Women in the history of watchmaking
Watchmaking has always been a men's world. Once reserved for the elite, watches were a symbol of wealth, education and membership of a higher social class. In addition, the watchmaking profession has always been the domain of men.
And, above all, as men were in charge, very few women wore such a precious and delicate object on their dainty wrists. Those who did were assumed to have been given them by their husband or father.
In this article we're going to see how, despite male dominance, women have played a role in the history of watchmaking. We'll also see how today, more and more women are taking control of watch companies in Switzerland, and finally, we'll talk about changing mentalities and the evolution of the concept of a women's watch.
Two female watch enthusiasts
Two women in particular left their mark on the history of watchmaking: Marie-Antoinette of Austria, the wife of Louis XVI, and Caroline Murat, the younger sister of Napoleon and queen of Naples.
Queen Marie-Antoinette of France had a real, dedicated passion for watches. Always on the lookout for novelty, she fell under the spell of creations that were as ingenious as they were splendid, the work of a young master watchmaker, Abraham-Louis Breguet. The queen played a decisive role in his career, promoting his work to the royal court and to her foreign guests.

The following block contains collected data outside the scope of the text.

//! The scraper engine: one instance per upstream site.
//!
//! A [`Scraper`] owns a lazily built fetch context (session cookies, seeded
//! User-Agent, warmup), a lazily loaded robots.txt policy and an optional
//! request queue. Each [`scrape`](Scraper::scrape) call normalizes the path,
//! checks robots.txt, queues the request, fetches it, rescues anti-bot
//! rejections through the shared browser, and hands the document plus a fresh
//! copy of the caller's template to the caller's parser.
//!
//! # Example
//!
//! ```no_run
//! use std::sync::Arc;
//! use scrapist_core::{ScrapeError, ScrapeOptions, Scraper, ScraperOptions, ScraperRuntime};
//! use scraper::Selector;
//!
//! # async fn example() -> Result<(), ScrapeError> {
//! let runtime = Arc::new(ScraperRuntime::default());
//! let site = Scraper::new("https://example.com", "/example", ScraperOptions::default(), runtime);
//!
//! let titles = site
//!     .scrape("/ongoing", &Vec::<String>::new(), ScrapeOptions::default(), |doc, mut titles| {
//!         if let Ok(selector) = Selector::parse("h2 a") {
//!             titles.extend(doc.select(&selector).map(|a| a.text().collect::<String>()));
//!         }
//!         scrapist_core::scraper::ensure_found(!titles.is_empty())?;
//!         Ok(titles)
//!     })
//!     .await?;
//! println!("{titles:?}");
//! # Ok(())
//! # }
//! ```

mod error;
mod options;
mod paths;
mod plan;
mod text;

use std::sync::atomic::{AtomicBool, Ordering};
use std::sync::{Arc, OnceLock};
use std::time::Duration;

use reqwest::header::HeaderMap;
use ::scraper::Html;
use tokio::sync::OnceCell;
use tracing::{debug, info, instrument};

pub use error::{ScrapeError, ensure_found};
pub use options::{ScrapeOptions, ScraperOptions};
pub use paths::{
    href, join_url_path, normalize_base_url, normalize_path, resolve_request_url, same_origin,
    source_url, url_path,
};
pub use plan::{ScrapePlan, ScrapeStep, StepEvent};
pub use text::{
    NO_IFRAME, clean_text, decode_token, encode_token, iframe_src, parse_number, slug_from_url,
    to_camel_case,
};

use crate::browser::{BrowserError, BrowserFallbackConfig, BrowserRequest};
use crate::fetch::{FetchContext, FetchError, FetchOptions};
use crate::rate_limiter::{RateLimitConfig, RequestQueue, jitter_delay};
use crate::robots::{self, RobotsDecision, RobotsPolicy};
use crate::runtime::ScraperRuntime;

/// Scraper engine for one upstream site.
#[derive(Debug)]
pub struct Scraper {
    base_url: String,
    base_path: String,
    referer: String,
    label: Option<String>,
    headers_extra: Vec<(String, String)>,
    fetch_options: FetchOptions,
    warmup_paths: Vec<String>,
    rate_limit: Option<RateLimitConfig>,
    browser_config: BrowserFallbackConfig,
    runtime: Arc<ScraperRuntime>,
    context: OnceCell<FetchContext>,
    robots: OnceCell<Option<RobotsPolicy>>,
    queue: OnceLock<Option<RequestQueue>>,
    warmup_completed: AtomicBool,
}

impl Scraper {
    /// Creates a scraper. Nothing touches the network until the first call.
    #[must_use]
    pub fn new(base_url: &str, base_path: &str, options: ScraperOptions, runtime: Arc<ScraperRuntime>) -> Self {
        let base_url = normalize_base_url(base_url);
        let settings = runtime.settings();

        let origin = options.origin.clone().unwrap_or_else(|| base_url.clone());
        let referer = options.referer.clone().unwrap_or_else(|| format!("{base_url}/"));
        let rate_limit = options.rate_limit.clone().map(|mut rate_limit| {
            rate_limit.jitter_ms.get_or_insert(settings.default_jitter_ms);
            rate_limit
        });
        let browser_config = options.browser_fallback.apply(&settings.browser_fallback);

        let mut fetch_options = FetchOptions {
            base_url: Some(base_url.clone()),
            origin: Some(origin),
            referer: Some(referer.clone()),
            headers_extra: options.headers_extra.clone(),
            ..FetchOptions::default()
        };
        if let Some(timeout) = options.timeout {
            fetch_options.timeout = timeout;
        }
        if let Some(retry) = options.retry.clone() {
            fetch_options.retry = retry;
        }

        Self {
            base_path: normalize_path(base_path),
            referer,
            label: options.label.clone(),
            headers_extra: options.headers_extra.clone(),
            warmup_paths: options.resolved_warmup_paths(),
            fetch_options,
            rate_limit,
            browser_config,
            runtime,
            base_url,
            context: OnceCell::new(),
            robots: OnceCell::new(),
            queue: OnceLock::new(),
            warmup_completed: AtomicBool::new(false),
        }
    }

    /// Base URL without trailing slashes.
    #[must_use]
    pub fn base_url(&self) -> &str {
        &self.base_url
    }

    /// Normalized API-side base path.
    #[must_use]
    pub fn base_path(&self) -> &str {
        &self.base_path
    }

    /// The effective browser settings for this scraper.
    #[must_use]
    pub fn browser_config(&self) -> &BrowserFallbackConfig {
        &self.browser_config
    }

    /// Whether warmup paths have been visited.
    #[must_use]
    pub fn warmup_completed(&self) -> bool {
        self.warmup_completed.load(Ordering::Acquire)
    }

    /// API-side link under this scraper's base path, when links are enabled.
    #[must_use]
    pub fn href<S: AsRef<str>>(&self, segments: &[S]) -> Option<String> {
        self.runtime
            .settings()
            .include_href
            .then(|| href(&self.base_path, segments))
    }

    /// Upstream URL for an in-site link, when source URLs are enabled.
    #[must_use]
    pub fn source_url(&self, url_or_path: Option<&str>) -> Option<String> {
        self.runtime
            .settings()
            .include_source_url
            .then(|| source_url(&self.base_url, url_or_path))
    }

    /// Fetches `path` and parses it with `parse`.
    ///
    /// `parse` receives the parsed document and a clone of `initial`, so
    /// calls sharing one template never observe each other's results.
    ///
    /// # Errors
    ///
    /// - [`ScrapeError::RobotsDenied`] before any request when robots.txt forbids the path
    /// - [`ScrapeError::Fetch`] when HTTP failed and no rescue applied or succeeded
    /// - [`ScrapeError::BrowserUnavailable`] when the browser-first path cannot launch
    /// - [`ScrapeError::EmptyUpstreamBody`] when the page came back empty
    /// - anything `parse` returns
    #[instrument(skip(self, initial, parse), fields(base = %self.base_url))]
    pub async fn scrape<T, F>(&self, path: &str, initial: &T, options: ScrapeOptions, parse: F) -> Result<T, ScrapeError>
    where
        T: Clone,
        F: FnOnce(&Html, T) -> Result<T, ScrapeError>,
    {
        let html = self.fetch_html(path, &options).await?;
        let document = Html::parse_document(&html);
        parse(&document, initial.clone())
    }

    /// Fetches `path` and returns the raw, non-empty HTML.
    ///
    /// # Errors
    ///
    /// Same as [`scrape`](Self::scrape), minus parser errors.
    #[instrument(skip(self, options), fields(base = %self.base_url))]
    pub async fn fetch_html(&self, path: &str, options: &ScrapeOptions) -> Result<String, ScrapeError> {
        let path = if path.starts_with("http") {
            path.to_string()
        } else {
            normalize_path(path)
        };
        let target = resolve_request_url(&self.base_url, &path);
        let label = options
            .request_label
            .clone()
            .unwrap_or_else(|| self.request_label(&path));

        let fallback_allowed = self.browser_config.enabled && options.allow_browser_fallback;
        let mut plan = ScrapePlan::new(fallback_allowed, options.prefer_browser);
        let mut html: Option<String> = None;
        let mut failure: Option<ScrapeError> = None;

        let mut step = plan.begin();
        while !step.is_terminal() {
            step = match step {
                ScrapeStep::TryBrowserFirst => match self.render(&target, &label).await {
                    Ok(rendered) if !rendered.is_empty() => {
                        html = Some(rendered);
                        plan.advance(StepEvent::BrowserRendered)
                    }
                    Ok(_) => plan.advance(StepEvent::BrowserEmpty),
                    Err(error) if error.is_launch_failure() => {
                        failure = Some(ScrapeError::BrowserUnavailable(error));
                        plan.advance(StepEvent::BrowserLaunchFailed)
                    }
                    Err(error) => {
                        debug!(url = %target, error = %error, "browser-first fetch failed, using HTTP");
                        plan.advance(StepEvent::BrowserEmpty)
                    }
                },
                ScrapeStep::TryHttp => match self.fetch_http(&path, &target, &label, options.skip_robots_check).await {
                    Ok(body) => {
                        html = Some(body);
                        plan.advance(StepEvent::HttpSucceeded)
                    }
                    Err(error) => {
                        let reason = error.diagnostic().map(|diagnostic| diagnostic.reason);
                        failure = Some(error);
                        plan.advance(StepEvent::HttpFailed(reason))
                    }
                },
                ScrapeStep::TryFallback => {
                    info!(url = %target, label = %label, "attempting browser rescue");
                    match self.render(&target, &label).await {
                        Ok(rendered) if !rendered.is_empty() => {
                            html = Some(rendered);
                            plan.advance(StepEvent::BrowserRendered)
                        }
                        Ok(_) => plan.advance(StepEvent::BrowserEmpty),
                        Err(error) => {
                            // Rescue errors are dropped; the HTTP failure is what the caller sees.
                            debug!(url = %target, error = %error, "browser rescue failed");
                            plan.advance(StepEvent::BrowserEmpty)
                        }
                    }
                }
                ScrapeStep::Start | ScrapeStep::Done | ScrapeStep::Failed => plan.begin(),
            };
        }

        match (step, html) {
            (ScrapeStep::Done, Some(html)) if !html.is_empty() => Ok(html),
            (ScrapeStep::Done, _) => Err(ScrapeError::EmptyUpstreamBody { url: target }),
            (_, _) => Err(failure.unwrap_or(ScrapeError::EmptyUpstreamBody { url: target })),
        }
    }

    fn request_label(&self, path: &str) -> String {
        match &self.label {
            Some(label) => format!("{label}:{path}"),
            None => path.to_string(),
        }
    }

    fn jitter(&self) -> Duration {
        self.rate_limit
            .as_ref()
            .map_or(Duration::ZERO, RateLimitConfig::jitter)
    }

    fn queue(&self) -> Option<&RequestQueue> {
        self.queue
            .get_or_init(|| self.rate_limit.as_ref().map(RequestQueue::new))
            .as_ref()
    }

    async fn context(&self) -> Result<&FetchContext, FetchError> {
        self.context
            .get_or_try_init(|| async {
                let context = FetchContext::new(self.fetch_options.clone())?;
                if !self.warmup_completed() && !self.warmup_paths.is_empty() {
                    for path in &self.warmup_paths {
                        context.warmup(path).await;
                        jitter_delay(self.jitter()).await;
                    }
                    self.warmup_completed.store(true, Ordering::Release);
                    debug!(paths = self.warmup_paths.len(), "warmup completed");
                }
                Ok(context)
            })
            .await
    }

    async fn fetch_http(&self, path: &str, target: &str, label: &str, skip_robots: bool) -> Result<String, ScrapeError> {
        let context = self.context().await?;
        if !skip_robots {
            self.enforce_robots(context, target).await?;
        }

        let headers = HeaderMap::new();
        let result = match self.queue() {
            Some(queue) => queue.run(|| context.fetch_text(path, &headers)).await,
            None => {
                jitter_delay(self.jitter()).await;
                context.fetch_text(path, &headers).await
            }
        };
        result.map_err(|error| ScrapeError::Fetch(error.with_request(target, "GET", Some(label.to_string()))))
    }

    async fn enforce_robots(&self, context: &FetchContext, target: &str) -> Result<(), ScrapeError> {
        if !self.runtime.settings().respect_robots_txt {
            return Ok(());
        }
        let Some(policy) = self.robots.get_or_init(|| robots::load_policy(context)).await else {
            return Ok(());
        };
        if !same_origin(&self.base_url, target) {
            debug!(url = target, "cross-origin target, robots.txt not applied");
            return Ok(());
        }
        let path = url_path(target);
        match policy.check(&path) {
            RobotsDecision::Allowed => Ok(()),
            RobotsDecision::Disallowed => {
                info!(path = %path, url = target, "blocked by robots.txt");
                Err(ScrapeError::RobotsDenied {
                    path,
                    url: target.to_string(),
                })
            }
        }
    }

    async fn render(&self, target: &str, label: &str) -> Result<String, BrowserError> {
        let request = BrowserRequest {
            url: target.to_string(),
            referer: Some(self.referer.clone()),
            headers: self.headers_extra.clone(),
            label: Some(label.to_string()),
        };
        self.runtime
            .browser()
            .fetch_page(&self.browser_config, &request)
            .await
    }
}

As for Caroline Murat, she had a real appreciation for fine watchmaking. Her passion was such that between 1805 and 1814, she bought no less than 34 watches from a large watchmaking house. What's more, she allegedly ordered the first ever wrist watch in 1810. A real revolution for the era!
From Italian workers to female leaders
Until 1785, watchmaking was a forbidden field for women in France and England. In Switzerland, on the other hand, women were able to join the ranks of master watchmakers as early as 1690, with precision roles like manufacturing fusee chains or finishing screws, hands and hinges. In 1843, the city of Geneva established the first watchmaking school for young girls, while other countries followed suit much later, in 1910. Since 1920, there have been as many women as men in Swiss watchmaking factories (source).
Did you know that the Swiss watchmaking sector owes its reputation in part to female Italian migrant workers? From the end of the 1950s, Swiss manufacturers called on the services of Italian workers in order to remain competitive. This cheap, unqualified work force contributed to the modernization of production methods through their work on the assembly lines, in which the local workers showed no interest.
It was the only way for the sector to continue developing in the face of the strong growth of international competition.
Ever since, women have been present at all levels of the industry, even if they remain largely under-represented in management positions. According to the 2018 census of workers and companies in the Swiss watchmaking and micro-technology industries, undertaken by the Employers' Federation of the Swiss Watch Industry, 44.2% of the sector were women, 1.2% of whom held management positions. Incidentally, Switzerland has only 6.7% female managers, while the international average rises to 9%. So the watchmaking sector is no exception.
Nevertheless, mentalities do change, and it's clear that female representation in the world of watchmaking is slowly but surely on the rise. Today, more and more women hold the top jobs in watchmaking houses, which seemed improbable just a few years ago.
Female heirs, daughters, granddaughters and great-granddaughters of the founder are now taking over big Swiss institutions in the sector. Others have patiently climbed the ladder to eventually reach the position of CEO, and finally, more and more women are creating their own watch brands.
The arrival of women at the head of large watchmaking houses, as well as the collaboration of certain brands with female stylists (like Doo.Ri and Piaget in 2007) has brought about a change in the conception and design of women's watches.
The evolution of mentalities
For a long time, women's watches were simply modeled on men's models. Simple copies with smaller dials and straps, sprinkled with precious gems and diamonds.
In her article "Women and watchmaking, a topical question", published in the FHH journal on October 12, 2017, Roberta Naas stated that "Complex watches have become a new interest for women, who, by the way, buy their own watches." The time of men buying watches for their women is over. According to the journalist, this is why women's models have evolved, going from pale imitations of men's models to a completely separate concept.
Gone now are the superficial floral and butterfly designs, with women taking more interest in the mechanism and useful functions like calendars, chronographs, alarms, etc. To attract women, a watch must be both contemporary and classic, and combine functionality and esthetics.
While watchmaking has always been and remains a resolutely male world, women have had a strong background influence, as we showed with queen Marie-Antoinette and Caroline Murat, both watch enthusiasts.
Little by little, the representation of women in the work force has risen since the opening of the first watchmaking school for young girls in Geneva in 1843, and the appeal to female Italian migrant workers at the end of the 1950s. And today we can see more and more female creators, or heads of large Swiss watch houses.
And yet, even if mentalities are changing and improvements appearing, the sector still seems to revolve strongly around fairly old and outdated models, which are out of step with modern society.